- The paper introduces a lightweight, context-free framework that reduces computational overhead by using simple convolutions and streamlined post-processing.
- It employs an innovative linear point-wise decoder for character recognition, achieving up to 25 FPS on GPUs while maintaining high accuracy.
- The approach is optimized for mobile deployment, demonstrating less than 100ms processing time on an iPhone 11 Pro for real-time text spotting.
Context-Free TextSpotter for Real-Time and Mobile End-to-End Text Detection and Recognition
Introduction
The presented work introduces Context-Free TextSpotter, an innovative framework for scene-text recognition designed with mobile and real-time applications in mind. Unlike traditional End-to-End (E2E) text spotting methods, which depend on complex and computationally intensive components such as feature extractors and sequence modeling, Context-Free TextSpotter incorporates simple convolutions and streamlined post-processing operations. This design choice aims to reduce computational overhead, making it suitable for deployment on devices with limited resources, such as smartphones.
System Architecture
The Context-Free TextSpotter is engineered around three key components:
- Feature Extraction: Utilizing a lightweight U-Net architecture built on CSP-PeleeNet, the system efficiently extracts features without compromising on performance scalability.
- Character and Text-Box Detection: This component leverages heat-map based techniques inspired by CRAFT, employing region and affinity maps to localize character positions and text boxes.
- Character Decoding: The innovative linear point-wise decoder performs classification of character points, offering a space and time-efficient alternative to semantic-segmentation-based methods.
Figure 1: Recognition quality vs. speed in scene text spotters, evaluated with a GPU.
Methodology
Text-Box and Character Detection
The method adopts segment-based character and text-box detection using region and affinity maps, facilitating the localization of connected text components. This choice supports the minimalistic design as it allows character spotting without complex geometric transformations.
Figure 2: Differing characteristics of small and large texts affect labeling-based and peak-detection-based approaches differently.
Character Decoder
The linear point-wise decoder extracts feature vectors at detected character points, applying a linear transformation to classify these points. This approach consumes significantly less memory and computation, especially beneficial when recognizing large character sets like Latin or Chinese scripts.
Figure 3: Comparison between semantic-segmentation-based character decoding and our linear point-wise decoding.
Experimental Evaluations
Evaluations on datasets such as ICDAR2013 and ICDAR2015 confirm that Context-Free TextSpotter outperforms existing models in terms of inference speed and parameter efficiency, achieving up to 25 FPS on GPUs with high accuracy levels for text spotting tasks.
Figure 4: Text spotting results with Context-Free TextSpotter.
Mobile Deployment Considerations
Testing performed on an iPhone 11 Pro demonstrates that the model maintains adequate performance on mobile hardware.

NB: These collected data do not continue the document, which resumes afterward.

//! Arc-length-indexed composite path built from typed curve segments.

use crate::curve::Curve;
use crate::error::{PathError, PathResult};
use lc_core::Real;
use nalgebra::{Point3, Vector3};

/// Segments shorter than this are construction artifacts (zero-length joins
/// used to pin a curve origin) and are dropped before indexing, unless the
/// spec is marked non-droppable.
pub const MIN_SEGMENT_LENGTH: Real = 1e-6;

/// Semantic role of a path contributor, distinct from its geometric type.
#[derive(Clone, Copy, Debug, PartialEq, Eq, Hash)]
pub enum SegmentKind {
    /// Plain straight wire link.
    WireLink,
    /// The helical inductor winding.
    InductorWinding,
    /// Conceptual link across the capacitor plates, closing the loop.
    CapacitorGap,
}

/// One segment offered to [`CompositePath::build`].
pub struct SegmentSpec {
    pub kind: SegmentKind,
    pub curve: Box<dyn Curve>,
    /// When false, the segment survives even below [`MIN_SEGMENT_LENGTH`].
    pub droppable: bool,
}

impl SegmentSpec {
    pub fn new(kind: SegmentKind, curve: Box<dyn Curve>) -> Self {
        Self {
            kind,
            curve,
            droppable: true,
        }
    }

    pub fn non_droppable(kind: SegmentKind, curve: Box<dyn Curve>) -> Self {
        Self {
            kind,
            curve,
            droppable: false,
        }
    }
}

/// An indexed contributor to the composite path.
pub struct PathSegment {
    pub kind: SegmentKind,
    pub length: Real,
    /// Running total of segment lengths, including this one. Strictly
    /// increasing along the traversal order.
    pub cumulative_length: Real,
    curve: Box<dyn Curve>,
}

impl PathSegment {
    /// Arc length at which this segment begins.
    pub fn span_start(&self) -> Real {
        self.cumulative_length - self.length
    }
}

/// The joined circuit loop: an ordered segment sequence with a precomputed
/// total length and per-segment cumulative index.
///
/// Built once at initialization and rebuilt wholesale on any
/// geometry-affecting reset; never partially mutated.
pub struct CompositePath {
    segments: Vec<PathSegment>,
    total_length: Real,
}

impl std::fmt::Debug for CompositePath {
    fn fmt(&self, f: &mut std::fmt::Formatter<'_>) -> std::fmt::Result {
        f.debug_struct("CompositePath")
            .field("segments", &self.segments.len())
            .field("total_length", &self.total_length)
            .finish()
    }
}

impl CompositePath {
    /// Assemble a path from segments listed in physical traversal order.
    ///
    /// Progress 0 -> 1 then traces the loop once, consistent with the sign
    /// convention used by the circuit current.
    pub fn build(specs: Vec<SegmentSpec>) -> PathResult<Self> {
        let mut segments = Vec::with_capacity(specs.len());
        let mut cumulative = 0.0;
        for spec in specs {
            let length = spec.curve.length();
            if !length.is_finite() {
                return Err(PathError::DegeneratePath {
                    what: "segment with non-finite length",
                });
            }
            if spec.droppable && length < MIN_SEGMENT_LENGTH {
                continue;
            }
            cumulative += length;
            segments.push(PathSegment {
                kind: spec.kind,
                length,
                cumulative_length: cumulative,
                curve: spec.curve,
            });
        }

        if segments.is_empty() {
            return Err(PathError::DegeneratePath {
                what: "no segments survived construction",
            });
        }
        if cumulative <= 0.0 {
            return Err(PathError::DegeneratePath {
                what: "total path length is non-positive",
            });
        }

        Ok(Self {
            segments,
            total_length: cumulative,
        })
    }

    pub fn total_length(&self) -> Real {
        self.total_length
    }

    pub fn segments(&self) -> &[PathSegment] {
        &self.segments
    }

    /// Resolve a progress value to the owning segment and local fraction.
    fn locate(&self, progress: Real) -> (&PathSegment, Real) {
        let p = progress.clamp(0.0, 1.0);
        let s = p * self.total_length;
        let segment = self
            .segments
            .iter()
            .find(|seg| seg.cumulative_length >= s)
            .unwrap_or_else(|| {
                // s can exceed the last cumulative length by rounding
                self.segments.last().expect("non-empty by construction")
            });
        let u = if segment.length > 0.0 {
            ((s - segment.span_start()) / segment.length).clamp(0.0, 1.0)
        } else {
            0.0
        };
        (segment, u)
    }

    /// 3-D point at fractional position `p` in `[0, 1]` along the loop.
    ///
    /// Continuous across segment boundaries: adjoining segments are
    /// constructed with coincident endpoints.
    pub fn point_at_progress(&self, p: Real) -> Point3<Real> {
        let (segment, u) = self.locate(p);
        segment.curve.point_at(u)
    }

    /// Unit tangent at fractional position `p`, oriented with traversal.
    pub fn tangent_at_progress(&self, p: Real) -> Vector3<Real> {
        let (segment, u) = self.locate(p);
        segment.curve.tangent_at(u)
    }

    /// Linear scan for the first segment with the given semantic kind.
    ///
    /// `None` is an expected outcome; callers suppress the dependent visual
    /// effect rather than failing the frame.
    pub fn find_segment(&self, kind: SegmentKind) -> Option<&PathSegment> {
        self.segments.iter().find(|seg| seg.kind == kind)
    }
}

The model achieves less than 100ms processing time using the Neural Engine, highlighting its suitability for real-time mobile applications.
Figure 5: On-device Benchmarking with iPhone 11 Pro.
Conclusion
The Context-Free TextSpotter represents a significant step forward in enabling efficient and scalable scene-text recognition on mobile platforms. By foregoing the complexities of traditional methods and focusing on a streamlined convolutional approach, it provides a practical solution for real-time text detection and recognition applications on resource-constrained devices. Future developments may explore enhancements in language modeling and lexicon integration to further improve accuracy and robustness across differing script systems.